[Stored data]
[Start of Attachment]

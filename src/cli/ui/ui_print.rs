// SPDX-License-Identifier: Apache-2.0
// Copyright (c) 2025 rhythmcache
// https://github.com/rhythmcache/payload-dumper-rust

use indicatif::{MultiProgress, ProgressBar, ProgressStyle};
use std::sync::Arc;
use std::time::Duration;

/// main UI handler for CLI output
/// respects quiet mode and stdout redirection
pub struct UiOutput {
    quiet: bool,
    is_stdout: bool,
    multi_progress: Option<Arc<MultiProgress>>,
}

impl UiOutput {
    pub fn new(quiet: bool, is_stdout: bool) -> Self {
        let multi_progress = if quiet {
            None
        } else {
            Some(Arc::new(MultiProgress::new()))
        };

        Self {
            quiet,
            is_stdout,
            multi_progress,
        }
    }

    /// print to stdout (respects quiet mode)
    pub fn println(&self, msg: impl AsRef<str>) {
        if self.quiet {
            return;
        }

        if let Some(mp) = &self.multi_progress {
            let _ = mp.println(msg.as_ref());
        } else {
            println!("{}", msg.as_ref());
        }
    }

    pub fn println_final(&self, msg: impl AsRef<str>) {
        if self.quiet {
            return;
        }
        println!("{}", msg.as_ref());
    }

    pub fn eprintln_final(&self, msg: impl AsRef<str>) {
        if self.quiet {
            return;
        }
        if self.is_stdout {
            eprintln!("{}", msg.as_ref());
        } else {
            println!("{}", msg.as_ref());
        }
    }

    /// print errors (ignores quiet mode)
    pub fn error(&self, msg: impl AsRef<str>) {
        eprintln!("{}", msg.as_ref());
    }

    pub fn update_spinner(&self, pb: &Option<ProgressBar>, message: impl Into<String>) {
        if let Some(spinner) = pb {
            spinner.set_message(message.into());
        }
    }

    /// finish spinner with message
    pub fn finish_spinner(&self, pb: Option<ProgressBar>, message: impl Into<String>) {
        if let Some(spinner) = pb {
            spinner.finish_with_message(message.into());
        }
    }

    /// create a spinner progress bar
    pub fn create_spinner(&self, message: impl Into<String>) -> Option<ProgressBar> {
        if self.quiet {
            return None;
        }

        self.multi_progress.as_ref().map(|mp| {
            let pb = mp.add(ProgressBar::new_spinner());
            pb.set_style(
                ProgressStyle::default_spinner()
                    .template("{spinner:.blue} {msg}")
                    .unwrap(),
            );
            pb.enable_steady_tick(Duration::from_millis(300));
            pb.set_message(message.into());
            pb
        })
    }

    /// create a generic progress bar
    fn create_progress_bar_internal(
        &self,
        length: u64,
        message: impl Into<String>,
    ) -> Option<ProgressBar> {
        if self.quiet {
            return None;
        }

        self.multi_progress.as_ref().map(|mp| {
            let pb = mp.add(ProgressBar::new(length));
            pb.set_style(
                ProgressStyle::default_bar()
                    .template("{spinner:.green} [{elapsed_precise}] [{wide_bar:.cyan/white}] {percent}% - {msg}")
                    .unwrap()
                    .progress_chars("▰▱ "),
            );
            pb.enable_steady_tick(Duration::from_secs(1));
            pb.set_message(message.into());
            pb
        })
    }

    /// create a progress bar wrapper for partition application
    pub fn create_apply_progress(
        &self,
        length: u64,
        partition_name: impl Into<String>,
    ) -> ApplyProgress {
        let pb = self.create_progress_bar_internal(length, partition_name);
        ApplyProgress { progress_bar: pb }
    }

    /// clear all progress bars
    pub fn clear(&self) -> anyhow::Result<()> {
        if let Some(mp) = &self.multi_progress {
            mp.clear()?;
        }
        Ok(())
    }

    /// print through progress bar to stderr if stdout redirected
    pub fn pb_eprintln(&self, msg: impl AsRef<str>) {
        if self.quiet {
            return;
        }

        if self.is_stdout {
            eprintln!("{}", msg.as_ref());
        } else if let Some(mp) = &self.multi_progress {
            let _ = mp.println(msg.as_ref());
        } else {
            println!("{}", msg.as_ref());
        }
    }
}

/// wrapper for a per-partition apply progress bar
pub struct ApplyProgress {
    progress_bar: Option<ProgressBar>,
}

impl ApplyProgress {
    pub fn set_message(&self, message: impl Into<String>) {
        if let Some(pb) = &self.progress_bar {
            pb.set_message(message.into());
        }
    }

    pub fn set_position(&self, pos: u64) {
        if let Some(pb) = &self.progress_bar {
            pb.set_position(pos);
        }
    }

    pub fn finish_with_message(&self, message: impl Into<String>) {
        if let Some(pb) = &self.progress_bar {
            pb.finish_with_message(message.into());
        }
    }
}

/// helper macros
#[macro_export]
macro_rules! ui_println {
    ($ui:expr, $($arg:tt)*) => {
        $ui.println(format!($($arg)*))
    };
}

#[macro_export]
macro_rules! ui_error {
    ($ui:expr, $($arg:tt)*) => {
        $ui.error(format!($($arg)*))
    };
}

[End of Attachment]
[Start of Attachment]

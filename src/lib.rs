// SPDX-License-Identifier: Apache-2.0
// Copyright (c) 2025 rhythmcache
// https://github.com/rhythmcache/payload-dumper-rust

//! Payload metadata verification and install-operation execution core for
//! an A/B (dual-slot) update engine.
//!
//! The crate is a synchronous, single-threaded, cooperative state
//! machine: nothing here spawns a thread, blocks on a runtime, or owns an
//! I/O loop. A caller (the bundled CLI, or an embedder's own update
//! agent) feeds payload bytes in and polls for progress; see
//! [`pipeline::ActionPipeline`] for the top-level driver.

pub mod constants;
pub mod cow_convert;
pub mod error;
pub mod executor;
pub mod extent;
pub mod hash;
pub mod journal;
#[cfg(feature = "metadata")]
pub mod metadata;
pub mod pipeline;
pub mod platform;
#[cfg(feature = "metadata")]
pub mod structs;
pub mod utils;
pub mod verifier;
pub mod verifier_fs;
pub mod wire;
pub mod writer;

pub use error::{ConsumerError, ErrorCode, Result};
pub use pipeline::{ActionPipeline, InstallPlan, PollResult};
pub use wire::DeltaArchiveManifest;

[End of Attachment]

Which lines above run from the one containing "single-threaded, cooperative state" to the one containing "pub use wire::DeltaArchiveManifest;"? Give them again exactly, both ends included.

//! The crate is a synchronous, single-threaded, cooperative state
//! machine: nothing here spawns a thread, blocks on a runtime, or owns an
//! I/O loop. A caller (the bundled CLI, or an embedder's own update
//! agent) feeds payload bytes in and polls for progress; see
//! [`pipeline::ActionPipeline`] for the top-level driver.

pub mod constants;
pub mod cow_convert;
pub mod error;
pub mod executor;
pub mod extent;
pub mod hash;
pub mod journal;
#[cfg(feature = "metadata")]
pub mod metadata;
pub mod pipeline;
pub mod platform;
#[cfg(feature = "metadata")]
pub mod structs;
pub mod utils;
pub mod verifier;
pub mod verifier_fs;
pub mod wire;
pub mod writer;

pub use error::{ConsumerError, ErrorCode, Result};
pub use pipeline::{ActionPipeline, InstallPlan, PollResult};
pub use wire::DeltaArchiveManifest;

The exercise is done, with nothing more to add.